Mongolians were not taking the “revolutionary work” seriously. In 1925, from the 4161 members of the Party, 384 were noblemen and 364 were lamas, while from 700 organizations only 400 were cooperating with the party. In 1928, from the 259 noblemen of the images and banners, 47 were taij, 88 were officials leftover from the Manchu and Autonomous Mongolia times, 103 tried to oppose the revolution and 4 were no longer members of the party. This was not only a disobeyal of orders to enact communist reforms but an act of mockery. 

Bourgeois Party

It was Magaev, the Buriad Comintern Representative who, on his own, had drafted a letter to the Comintern on behalf of the MPRP and had the Comintern pass a resolution on Mongolia’s development. In May 1927, Amgaev sent Dugarjav and Gulegsengee to Moscow to deliver this resolution as an official reply to the Central Committee. Gelegsengee was a member of the Special Commission on Religion but was later removed from the Commission for being too tolerant. The paper they brought to Moscow stated bluntly that the Party “was not a party of genuine industrial workers called proletariats. Members of this party are breeders of cattle, inheriting and owning small property”. The leaders of the MPRP denied that they were a Bolshevik party and admitted outright that they held bourgeois views.

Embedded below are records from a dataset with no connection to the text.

//! svc-command-schema: Declarative argument schemas for svc-command
//!
//! This crate defines the read-only descriptions an operation is validated
//! against: owned [`ArgumentSchema`]s (usually loaded from a JSON service
//! description) and `const` [`ParamDescriptor`] tables declared per
//! operation type. Both implement [`ArgRule`], which is all the validator
//! needs to see.

use serde::{Deserialize, Serialize};
use serde_json::Value;

mod service;

pub use service::{SchemaError, ServiceDescription};

/// Value type an argument must have when validated strictly
#[derive(Debug, Clone, Copy, PartialEq, Eq, Default, Serialize, Deserialize)]
#[serde(rename_all = "lowercase")]
pub enum ArgType {
    /// Any JSON value is accepted
    #[default]
    Any,
    String,
    /// Whole number (signed or unsigned)
    Integer,
    /// Any JSON number
    Number,
    Boolean,
    Array,
    Object,
}

impl ArgType {
    /// Check whether a value satisfies this type
    pub fn matches(self, value: &Value) -> bool {
        match self {
            ArgType::Any => true,
            ArgType::String => value.is_string(),
            ArgType::Integer => value.is_i64() || value.is_u64(),
            ArgType::Number => value.is_number(),
            ArgType::Boolean => value.is_boolean(),
            ArgType::Array => value.is_array(),
            ArgType::Object => value.is_object(),
        }
    }

    /// Lowercase name as used in service descriptions
    pub fn as_str(self) -> &'static str {
        match self {
            ArgType::Any => "any",
            ArgType::String => "string",
            ArgType::Integer => "integer",
            ArgType::Number => "number",
            ArgType::Boolean => "boolean",
            ArgType::Array => "array",
            ArgType::Object => "object",
        }
    }
}

impl std::fmt::Display for ArgType {
    fn fmt(&self, f: &mut std::fmt::Formatter<'_>) -> std::fmt::Result {
        f.write_str(self.as_str())
    }
}

/// Where a described argument ends up in the built request
#[derive(Debug, Clone, Copy, PartialEq, Eq, Serialize, Deserialize)]
#[serde(rename_all = "lowercase")]
pub enum Location {
    /// Substituted into the URI template
    Uri,
    /// Appended to the query string
    Query,
    /// Sent as a request header
    Header,
    /// Collected into a JSON object body
    Body,
}

/// Read-only view of a single argument rule.
///
/// The validator walks rules through this trait so schema-driven and
/// declared-metadata validation share the same required/default semantics.
pub trait ArgRule {
    /// Parameter key this rule applies to
    fn name(&self) -> &str;

    /// Whether strict validation fails when the key is missing
    fn is_required(&self) -> bool;

    /// Value injected when the key is missing
    fn default_value(&self) -> Option<Value>;

    /// Expected value type
    fn kind(&self) -> ArgType;

    /// Allowed values; empty means unrestricted
    fn possible_values(&self) -> &[Value] {
        &[]
    }
}

// ============================================================================
// Owned schemas
// ============================================================================

/// Declarative description of one operation and its arguments.
///
/// Schemas are immutable once built and are shared between commands through
/// `Arc`.
#[derive(Debug, Clone, PartialEq, Serialize, Deserialize)]
pub struct ArgumentSchema {
    /// Operation name (e.g., "GetUser")
    pub name: String,

    /// Short description for documentation
    #[serde(default)]
    pub summary: String,

    /// HTTP method used by schema-described operations
    #[serde(default)]
    pub method: Option<String>,

    /// URI template with `{name}` placeholders
    #[serde(default)]
    pub uri: Option<String>,

    /// Argument descriptors, in declaration order
    #[serde(default)]
    pub args: Vec<ArgDescriptor>,
}

/// Argument descriptor inside an [`ArgumentSchema`]
#[derive(Debug, Clone, PartialEq, Serialize, Deserialize)]
pub struct ArgDescriptor {
    /// Parameter key
    pub name: String,

    /// Whether this argument is required
    #[serde(default)]
    pub required: bool,

    /// Default value if not provided
    #[serde(default)]
    pub default: Option<Value>,

    /// Expected value type
    #[serde(rename = "type", default)]
    pub kind: ArgType,

    /// List of allowed values
    #[serde(default)]
    pub possible_values: Option<Vec<Value>>,

    /// Where the value is placed in a described request
    #[serde(default)]
    pub location: Option<Location>,

    /// Help text for this argument
    #[serde(default)]
    pub help: String,
}

impl ArgumentSchema {
    /// Create an empty schema
    pub fn new(name: impl Into<String>) -> Self {
        Self {
            name: name.into(),
            summary: String::new(),
            method: None,
            uri: None,
            args: Vec::new(),
        }
    }

    /// Set the summary
    pub fn summary(mut self, summary: impl Into<String>) -> Self {
        self.summary = summary.into();
        self
    }

    /// Set the HTTP method
    pub fn method(mut self, method: impl Into<String>) -> Self {
        self.method = Some(method.into());
        self
    }

    /// Set the URI template
    pub fn uri(mut self, uri: impl Into<String>) -> Self {
        self.uri = Some(uri.into());
        self
    }

    /// Add an argument
    pub fn arg(mut self, arg: ArgDescriptor) -> Self {
        self.args.push(arg);
        self
    }

    /// Look up an argument by name
    pub fn find_arg(&self, name: &str) -> Option<&ArgDescriptor> {
        self.args.iter().find(|arg| arg.name == name)
    }
}

impl ArgDescriptor {
    /// Create an optional argument accepting any value
    pub fn new(name: impl Into<String>) -> Self {
        Self {
            name: name.into(),
            required: false,
            default: None,
            kind: ArgType::Any,
            possible_values: None,
            location: None,
            help: String::new(),
        }
    }

    /// Set as required
    pub fn required(mut self) -> Self {
        self.required = true;
        self
    }

    /// Set default value
    pub fn default(mut self, value: impl Into<Value>) -> Self {
        self.default = Some(value.into());
        self
    }

    /// Set the expected type
    pub fn kind(mut self, kind: ArgType) -> Self {
        self.kind = kind;
        self
    }

    /// Restrict to a set of values
    pub fn possible_values<I, V>(mut self, values: I) -> Self
    where
        I: IntoIterator<Item = V>,
        V: Into<Value>,
    {
        self.possible_values = Some(values.into_iter().map(Into::into).collect());
        self
    }

    /// Set the request location
    pub fn location(mut self, location: Location) -> Self {
        self.location = Some(location);
        self
    }

    /// Set help text
    pub fn help(mut self, help: impl Into<String>) -> Self {
        self.help = help.into();
        self
    }
}

impl ArgRule for ArgDescriptor {
    fn name(&self) -> &str {
        &self.name
    }

    fn is_required(&self) -> bool {
        self.required
    }

    fn default_value(&self) -> Option<Value> {
        self.default.clone()
    }

    fn kind(&self) -> ArgType {
        self.kind
    }

    fn possible_values(&self) -> &[Value] {
        self.possible_values.as_deref().unwrap_or_default()
    }
}

// ============================================================================
// Static descriptor tables
// ============================================================================

/// Default value usable in a `const` descriptor table
#[derive(Debug, Clone, Copy, PartialEq)]
pub enum StaticValue {
    Str(&'static str),
    Int(i64),
    Float(f64),
    Bool(bool),
}

impl StaticValue {
    /// Convert into a JSON value
    pub fn to_value(self) -> Value {
        match self {
            StaticValue::Str(s) => Value::from(s),
            StaticValue::Int(i) => Value::from(i),
            StaticValue::Float(f) => Value::from(f),
            StaticValue::Bool(b) => Value::from(b),
        }
    }
}

/// Declared parameter of an operation type.
///
/// Tables of these are attached to operation types at definition time,
/// usually through `#[derive(DeclaredParams)]`.
#[derive(Debug, Clone, Copy, PartialEq)]
pub struct ParamDescriptor {
    pub name: &'static str,
    pub required: bool,
    pub default: Option<StaticValue>,
    pub kind: ArgType,
}

impl ParamDescriptor {
    /// Create a required parameter
    pub const fn required(name: &'static str) -> Self {
        Self {
            name,
            required: true,
            default: None,
            kind: ArgType::Any,
        }
    }

    /// Create an optional parameter
    pub const fn optional(name: &'static str) -> Self {
        Self {
            name,
            required: false,
            default: None,
            kind: ArgType::Any,
        }
    }

    /// Set default value
    pub const fn with_default(mut self, value: StaticValue) -> Self {
        self.default = Some(value);
        self
    }

    /// Set the expected type
    pub const fn of_kind(mut self, kind: ArgType) -> Self {
        self.kind = kind;
        self
    }
}

impl ArgRule for ParamDescriptor {
    fn name(&self) -> &str {
        self.name
    }

    fn is_required(&self) -> bool {
        self.required
    }

    fn default_value(&self) -> Option<Value> {
        self.default.map(StaticValue::to_value)
    }

    fn kind(&self) -> ArgType {
        self.kind
    }
}

/// Operation types that carry a declared parameter table
pub trait DeclaredParams {
    /// Declared parameters, in declaration order
    const PARAMS: &'static [ParamDescriptor];
}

     When the Congress of the Comintern began its work, the Soviets, outraged at this bourgeois trend, placed the official representatives of Mongolia in the seats reserved for “guests”. The Comintern adopted a “divide and conquer” policy in regard to Mongolian leaders. The dividing line was to run between the urban and the rural party workers, between the aspiring youth and the old guard, and between the right and the left. These terms were actively introduced into the political vocabulary, looming large over the heads of Tserendorj, Amar a Dambadorj.

Provoking the Young

     It was planned in Moscow to dub the stubborn. Mongolian leaders as “right-wing”. The Soviets set out actively to build opposition against the old guard. The opposition included mostly younger members of the Party, activists of the Revolutionary Youth Organization, the newcomers from rural regions, and young people who had been students in the USSR. Rural people such as Genden, the young man who had been serendipitously chosen as Chairman of the Baga Hural at the Third Congress, Jigjidjav, Badrah, Shijee, Eldev-Ochir, Laagan, Lhumbe, and Balgan were set against the old guards. They were assisted by a strike force consisting of the students of the KUTV (Communist University of the Working People of the Far East), students of the Military School in Tver, in the Soviet Union, and students of communism at the Party School in Ulaanbaatar. They were known as rural. Plenipotentiary Nikiforov had worked directly with them, especially the Baga Hural leader Genden.  

Dismissing the Old Guard 

     In September 1928, a team of seven people from the Comintern landed unexpectedly in Ulaanbaatar. They called themselves a “Special Commission of the Comintern” but were, in reality, a gang of Stalin’s men who had come to Mongolia to carry out a coup d’etat. They organized a plenary meeting of the Central Committee and then convened the Seventh MPRP Congress, which lasted a record forty-seven days. This gang was behind each and every detail of the Congress, and the zealous youth did everything they were told to do. They drafted a paper entitled “The Aspiration of the Left”, had it signed by young zealots and proclaimed it to be the principal document to be used in the struggle against “the right-wing opportunists” and to be abided by in the future. The document was initially written in Russian and was entitled, “the Platform of the opposition in the MPRP on the Problems of the International and Domestic Situation of the MPR”. It was translated into Mongolian by Buriads and read aloud by members of the Union of Young Revolutionaries. During the Seventh Congress, the Politburo of the All-Union Communist Party met in Moscow and passed a final decision to remove Dambadorj and Jadamba immediately from the top positions. Before this final decision was passed, the Congress delegates in Ulaanbaatar argued for a long time about whom they were going to dismiss, who would be the new leader and members of the political bureau, and how to distribute portfolios.    

Building Socialism

     After a long discussion, Moscow made the final decision and at once Laagan, Eldev-Ochir, Genden, Badrah, and Shijee were informed that they would be the leaders of the State. They were to be obedient from now on, and they were given the task of building socialism in Mongolia very quickly. It was considered less dangerous if three persons of equal rank were to lead the party simultaneously, and so Genden, Bdarah, and Eldev-Ochir were the first to start.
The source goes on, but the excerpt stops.